EXERCISE DETAILS: Within the listing below, the lines to output run from the one containing "filename src/sources/quotes/mod.rs" through the one containing "map to nothing."; copy them exactly and nothing else.

DATASET RECORDS:
==================================================

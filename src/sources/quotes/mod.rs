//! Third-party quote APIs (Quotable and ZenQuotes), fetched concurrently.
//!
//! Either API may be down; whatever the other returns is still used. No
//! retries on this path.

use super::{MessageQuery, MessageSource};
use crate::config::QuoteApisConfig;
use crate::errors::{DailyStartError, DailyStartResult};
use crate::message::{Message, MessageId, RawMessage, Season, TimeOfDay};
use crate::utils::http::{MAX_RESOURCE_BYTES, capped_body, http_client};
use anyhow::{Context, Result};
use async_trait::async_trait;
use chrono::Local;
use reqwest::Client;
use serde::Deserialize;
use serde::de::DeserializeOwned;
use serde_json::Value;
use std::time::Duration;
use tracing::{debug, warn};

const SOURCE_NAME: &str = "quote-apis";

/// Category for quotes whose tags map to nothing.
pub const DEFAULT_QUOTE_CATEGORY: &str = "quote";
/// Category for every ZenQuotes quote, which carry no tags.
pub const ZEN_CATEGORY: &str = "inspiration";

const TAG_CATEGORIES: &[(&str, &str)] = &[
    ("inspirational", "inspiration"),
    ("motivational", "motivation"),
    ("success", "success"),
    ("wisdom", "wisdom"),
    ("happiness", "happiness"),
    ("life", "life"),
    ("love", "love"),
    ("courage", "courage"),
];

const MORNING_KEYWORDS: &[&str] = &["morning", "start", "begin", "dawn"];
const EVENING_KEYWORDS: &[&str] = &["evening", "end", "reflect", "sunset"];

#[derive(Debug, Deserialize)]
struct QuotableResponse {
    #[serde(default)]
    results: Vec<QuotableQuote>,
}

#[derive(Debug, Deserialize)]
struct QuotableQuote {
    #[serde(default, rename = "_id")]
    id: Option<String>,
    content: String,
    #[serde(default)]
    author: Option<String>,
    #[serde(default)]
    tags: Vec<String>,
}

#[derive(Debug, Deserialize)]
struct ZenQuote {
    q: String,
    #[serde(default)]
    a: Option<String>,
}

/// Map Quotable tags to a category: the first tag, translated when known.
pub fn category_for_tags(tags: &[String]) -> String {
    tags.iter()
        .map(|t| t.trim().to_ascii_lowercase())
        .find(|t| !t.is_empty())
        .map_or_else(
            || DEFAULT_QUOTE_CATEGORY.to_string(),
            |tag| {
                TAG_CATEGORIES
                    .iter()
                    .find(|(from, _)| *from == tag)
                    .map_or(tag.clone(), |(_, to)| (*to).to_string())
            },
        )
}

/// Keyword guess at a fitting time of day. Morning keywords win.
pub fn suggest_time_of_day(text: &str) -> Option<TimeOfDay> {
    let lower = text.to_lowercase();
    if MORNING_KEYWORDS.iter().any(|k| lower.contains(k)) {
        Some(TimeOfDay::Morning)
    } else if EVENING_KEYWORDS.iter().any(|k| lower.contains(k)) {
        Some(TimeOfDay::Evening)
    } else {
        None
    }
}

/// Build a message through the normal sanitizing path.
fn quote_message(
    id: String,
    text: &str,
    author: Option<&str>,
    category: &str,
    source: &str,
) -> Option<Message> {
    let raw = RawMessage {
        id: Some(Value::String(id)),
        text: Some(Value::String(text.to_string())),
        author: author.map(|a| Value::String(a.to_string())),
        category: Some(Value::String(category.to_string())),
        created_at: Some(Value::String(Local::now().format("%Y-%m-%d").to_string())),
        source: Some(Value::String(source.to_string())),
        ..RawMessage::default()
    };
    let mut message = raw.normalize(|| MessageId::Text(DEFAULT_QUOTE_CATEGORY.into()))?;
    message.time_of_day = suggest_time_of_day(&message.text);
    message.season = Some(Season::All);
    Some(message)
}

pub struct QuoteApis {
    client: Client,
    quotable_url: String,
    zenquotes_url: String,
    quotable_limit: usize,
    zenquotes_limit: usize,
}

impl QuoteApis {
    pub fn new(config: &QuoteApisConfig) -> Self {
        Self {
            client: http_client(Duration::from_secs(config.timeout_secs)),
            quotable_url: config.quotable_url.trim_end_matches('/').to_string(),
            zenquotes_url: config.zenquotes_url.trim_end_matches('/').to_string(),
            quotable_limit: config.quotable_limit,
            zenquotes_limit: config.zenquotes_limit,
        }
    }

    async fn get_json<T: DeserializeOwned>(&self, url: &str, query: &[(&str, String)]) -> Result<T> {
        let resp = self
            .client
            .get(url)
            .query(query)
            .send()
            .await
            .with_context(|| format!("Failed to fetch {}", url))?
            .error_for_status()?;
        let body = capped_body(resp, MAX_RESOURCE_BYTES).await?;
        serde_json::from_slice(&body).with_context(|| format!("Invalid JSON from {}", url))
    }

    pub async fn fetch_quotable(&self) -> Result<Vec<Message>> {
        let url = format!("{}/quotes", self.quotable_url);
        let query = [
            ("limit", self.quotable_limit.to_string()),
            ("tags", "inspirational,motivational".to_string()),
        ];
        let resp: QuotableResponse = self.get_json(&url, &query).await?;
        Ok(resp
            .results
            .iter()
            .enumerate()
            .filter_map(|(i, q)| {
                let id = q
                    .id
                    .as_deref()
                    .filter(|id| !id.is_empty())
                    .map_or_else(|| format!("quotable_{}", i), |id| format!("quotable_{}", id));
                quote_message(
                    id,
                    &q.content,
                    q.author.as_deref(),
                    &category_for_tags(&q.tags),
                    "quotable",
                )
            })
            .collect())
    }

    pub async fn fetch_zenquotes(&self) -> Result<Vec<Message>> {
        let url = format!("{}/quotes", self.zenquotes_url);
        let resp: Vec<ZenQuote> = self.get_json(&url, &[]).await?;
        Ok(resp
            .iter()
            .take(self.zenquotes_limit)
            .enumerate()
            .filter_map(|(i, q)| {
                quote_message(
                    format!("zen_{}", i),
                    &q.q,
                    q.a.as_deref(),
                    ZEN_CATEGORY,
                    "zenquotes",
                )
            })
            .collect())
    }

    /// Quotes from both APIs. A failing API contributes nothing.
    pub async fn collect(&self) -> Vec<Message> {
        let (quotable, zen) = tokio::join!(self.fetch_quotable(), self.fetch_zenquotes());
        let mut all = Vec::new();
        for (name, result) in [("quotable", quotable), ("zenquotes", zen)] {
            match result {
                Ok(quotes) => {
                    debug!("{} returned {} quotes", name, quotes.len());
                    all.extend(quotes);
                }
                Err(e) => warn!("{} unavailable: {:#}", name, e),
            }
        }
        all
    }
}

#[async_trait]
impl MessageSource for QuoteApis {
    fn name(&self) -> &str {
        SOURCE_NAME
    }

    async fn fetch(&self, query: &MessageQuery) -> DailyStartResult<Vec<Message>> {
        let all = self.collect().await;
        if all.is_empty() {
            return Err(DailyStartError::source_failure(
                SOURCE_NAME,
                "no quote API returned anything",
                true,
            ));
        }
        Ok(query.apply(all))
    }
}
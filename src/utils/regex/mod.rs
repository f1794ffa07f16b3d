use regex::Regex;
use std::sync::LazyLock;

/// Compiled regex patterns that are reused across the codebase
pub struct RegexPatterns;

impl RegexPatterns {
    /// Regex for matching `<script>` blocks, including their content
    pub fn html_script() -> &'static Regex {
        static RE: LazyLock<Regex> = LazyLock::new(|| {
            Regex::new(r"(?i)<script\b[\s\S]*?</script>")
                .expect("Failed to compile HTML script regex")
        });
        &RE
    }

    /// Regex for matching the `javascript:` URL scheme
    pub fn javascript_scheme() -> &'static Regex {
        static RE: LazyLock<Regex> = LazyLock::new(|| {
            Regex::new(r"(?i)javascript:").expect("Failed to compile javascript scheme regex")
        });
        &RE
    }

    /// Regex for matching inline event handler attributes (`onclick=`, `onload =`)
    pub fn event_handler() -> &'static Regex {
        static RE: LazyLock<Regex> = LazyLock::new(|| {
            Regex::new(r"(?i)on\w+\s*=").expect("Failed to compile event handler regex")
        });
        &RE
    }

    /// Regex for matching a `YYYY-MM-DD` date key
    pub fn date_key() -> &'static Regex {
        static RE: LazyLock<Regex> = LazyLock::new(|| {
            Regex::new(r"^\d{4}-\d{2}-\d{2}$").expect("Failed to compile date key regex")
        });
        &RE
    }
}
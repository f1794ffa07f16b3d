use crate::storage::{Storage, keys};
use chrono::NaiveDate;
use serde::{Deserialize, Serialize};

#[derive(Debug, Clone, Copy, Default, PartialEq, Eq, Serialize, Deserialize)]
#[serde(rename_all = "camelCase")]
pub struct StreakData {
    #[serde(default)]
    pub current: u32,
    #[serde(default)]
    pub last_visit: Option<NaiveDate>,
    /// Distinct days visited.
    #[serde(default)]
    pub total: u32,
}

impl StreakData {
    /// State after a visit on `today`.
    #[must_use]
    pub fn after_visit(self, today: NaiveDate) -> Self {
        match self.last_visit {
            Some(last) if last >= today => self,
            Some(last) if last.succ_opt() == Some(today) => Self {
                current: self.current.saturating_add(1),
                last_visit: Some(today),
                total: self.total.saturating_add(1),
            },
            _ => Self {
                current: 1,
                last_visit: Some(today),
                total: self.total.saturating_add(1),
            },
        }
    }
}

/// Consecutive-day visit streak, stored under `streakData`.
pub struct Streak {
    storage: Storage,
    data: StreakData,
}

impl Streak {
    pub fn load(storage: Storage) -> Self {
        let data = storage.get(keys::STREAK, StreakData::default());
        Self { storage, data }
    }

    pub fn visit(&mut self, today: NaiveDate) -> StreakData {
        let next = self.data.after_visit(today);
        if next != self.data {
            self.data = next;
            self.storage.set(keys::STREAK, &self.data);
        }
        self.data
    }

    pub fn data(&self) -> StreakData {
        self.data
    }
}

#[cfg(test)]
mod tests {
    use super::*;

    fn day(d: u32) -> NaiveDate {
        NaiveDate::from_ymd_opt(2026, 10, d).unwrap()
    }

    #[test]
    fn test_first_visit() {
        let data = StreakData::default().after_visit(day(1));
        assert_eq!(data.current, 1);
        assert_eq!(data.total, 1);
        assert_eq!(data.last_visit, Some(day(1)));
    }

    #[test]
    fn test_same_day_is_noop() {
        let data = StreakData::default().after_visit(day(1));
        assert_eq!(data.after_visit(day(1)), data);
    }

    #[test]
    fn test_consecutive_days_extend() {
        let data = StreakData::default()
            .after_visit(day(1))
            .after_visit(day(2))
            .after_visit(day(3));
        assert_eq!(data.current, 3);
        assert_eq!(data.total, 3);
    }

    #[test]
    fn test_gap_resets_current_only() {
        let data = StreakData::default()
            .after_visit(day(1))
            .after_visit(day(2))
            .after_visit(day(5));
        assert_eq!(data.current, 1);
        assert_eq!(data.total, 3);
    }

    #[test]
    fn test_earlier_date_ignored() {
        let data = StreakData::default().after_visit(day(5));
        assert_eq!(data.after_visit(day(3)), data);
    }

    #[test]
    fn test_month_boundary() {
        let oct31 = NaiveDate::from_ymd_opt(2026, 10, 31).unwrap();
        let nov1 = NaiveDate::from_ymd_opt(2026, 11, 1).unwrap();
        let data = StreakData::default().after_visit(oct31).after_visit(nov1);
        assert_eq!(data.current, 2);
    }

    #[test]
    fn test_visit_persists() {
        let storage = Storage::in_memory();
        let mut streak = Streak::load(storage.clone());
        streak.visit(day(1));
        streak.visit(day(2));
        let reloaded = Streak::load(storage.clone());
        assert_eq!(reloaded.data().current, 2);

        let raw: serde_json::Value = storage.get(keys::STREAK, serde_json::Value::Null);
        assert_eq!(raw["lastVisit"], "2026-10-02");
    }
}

==================================================

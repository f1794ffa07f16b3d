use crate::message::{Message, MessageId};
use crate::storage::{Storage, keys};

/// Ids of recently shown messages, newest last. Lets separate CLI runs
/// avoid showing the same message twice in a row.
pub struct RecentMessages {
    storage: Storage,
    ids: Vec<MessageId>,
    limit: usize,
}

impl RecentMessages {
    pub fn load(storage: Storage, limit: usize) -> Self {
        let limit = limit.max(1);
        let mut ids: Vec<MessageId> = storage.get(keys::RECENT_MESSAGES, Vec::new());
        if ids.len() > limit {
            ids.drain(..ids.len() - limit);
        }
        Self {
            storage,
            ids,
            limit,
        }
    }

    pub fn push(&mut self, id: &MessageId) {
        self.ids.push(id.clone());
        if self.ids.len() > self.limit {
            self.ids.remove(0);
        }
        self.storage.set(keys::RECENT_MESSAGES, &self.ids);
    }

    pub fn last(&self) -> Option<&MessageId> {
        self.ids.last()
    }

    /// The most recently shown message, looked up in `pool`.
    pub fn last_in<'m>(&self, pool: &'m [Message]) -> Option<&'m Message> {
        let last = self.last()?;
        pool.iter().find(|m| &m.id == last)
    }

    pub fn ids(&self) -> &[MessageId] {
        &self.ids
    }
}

==================================================

ANSWER BELOW:
filename src/sources/quotes/mod.rs
//! Third-party quote APIs (Quotable and ZenQuotes), fetched concurrently.
//!
//! Either API may be down; whatever the other returns is still used. No
//! retries on this path.

use super::{MessageQuery, MessageSource};
use crate::config::QuoteApisConfig;
use crate::errors::{DailyStartError, DailyStartResult};
use crate::message::{Message, MessageId, RawMessage, Season, TimeOfDay};
use crate::utils::http::{MAX_RESOURCE_BYTES, capped_body, http_client};
use anyhow::{Context, Result};
use async_trait::async_trait;
use chrono::Local;
use reqwest::Client;
use serde::Deserialize;
use serde::de::DeserializeOwned;
use serde_json::Value;
use std::time::Duration;
use tracing::{debug, warn};

const SOURCE_NAME: &str = "quote-apis";

/// Category for quotes whose tags map to nothing.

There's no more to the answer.